* DATA RECORDS:
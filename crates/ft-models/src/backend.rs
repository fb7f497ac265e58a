//! Backend type definitions.

use serde::{Deserialize, Serialize};

/// Supported ML backend types.
///
/// Used to pick which Burn backend runs training or inference.
///
/// # Example
///
/// ```
/// use ft_models::BackendType;
///
/// let backend = BackendType::NdArray;
/// assert!(backend.is_cpu());
/// ```
#[derive(Debug, Clone, Copy, PartialEq, Eq, Hash, Serialize, Deserialize, Default)]
pub enum BackendType {
    /// CPU backend using ndarray.
    ///
    /// Always available, good for development and CPU-only deployment.
    #[default]
    NdArray,

    /// GPU backend using WGPU.
    ///
    /// Requires the `wgpu` feature and compatible GPU hardware.
    Wgpu,

    /// `LibTorch` backend (requires libtorch installation).
    LibTorch,
}

impl BackendType {
    /// Returns `true` if this is a CPU backend.
    #[must_use]
    pub const fn is_cpu(&self) -> bool {
        matches!(self, Self::NdArray)
    }

    /// Returns `true` if this is a GPU backend.
    #[must_use]
    pub const fn is_gpu(&self) -> bool {
        matches!(self, Self::Wgpu | Self::LibTorch)
    }

    /// Returns the backend name as a string.
    #[must_use]
    pub const fn name(&self) -> &'static str {
        match self {
            Self::NdArray => "ndarray",
            Self::Wgpu => "wgpu",
            Self::LibTorch => "libtorch",
        }
    }
}

impl std::fmt::Display for BackendType {
    fn fmt(&self, f: &mut std::fmt::Formatter<'_>) -> std::fmt::Result {
        write!(f, "{}", self.name())
    }
}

* TASK INSTRUCTIONS: Please transcribe each entry exactly, keeping every word as it is.

* RESULT:
filename crates/ft-models/src/backend.rs
repository fb7f497ac265e58a
//! Backend type definitions.

use serde::{Deserialize, Serialize};

/// Supported ML backend types.
///
/// Used to pick which Burn backend runs training or inference.
///
/// # Example
///
/// ```
/// use ft_models::BackendType;
///
/// let backend = BackendType::NdArray;
/// assert!(backend.is_cpu());
/// ```
#[derive(Debug, Clone, Copy, PartialEq, Eq, Hash, Serialize, Deserialize, Default)]
pub enum BackendType {
    /// CPU backend using ndarray.
    ///
    /// Always available, good for development and CPU-only deployment.
    #[default]
    NdArray,

    /// GPU backend using WGPU.
    ///
    /// Requires the `wgpu` feature and compatible GPU hardware.
    Wgpu,

    /// `LibTorch` backend (requires libtorch installation).
    LibTorch,
}

impl BackendType {
    /// Returns `true` if this is a CPU backend.
    #[must_use]
    pub const fn is_cpu(&self) -> bool {
        matches!(self, Self::NdArray)
    }

    /// Returns `true` if this is a GPU backend.
    #[must_use]
    pub const fn is_gpu(&self) -> bool {
        matches!(self, Self::Wgpu | Self::LibTorch)
    }

    /// Returns the backend name as a string.
    #[must_use]
    pub const fn name(&self) -> &'static str {
        match self {
            Self::NdArray => "ndarray",
            Self::Wgpu => "wgpu",
            Self::LibTorch => "libtorch",
        }
    }
}

impl std::fmt::Display for BackendType {
    fn fmt(&self, f: &mut std::fmt::Formatter<'_>) -> std::fmt::Result {
        write!(f, "{}", self.name())
    }
}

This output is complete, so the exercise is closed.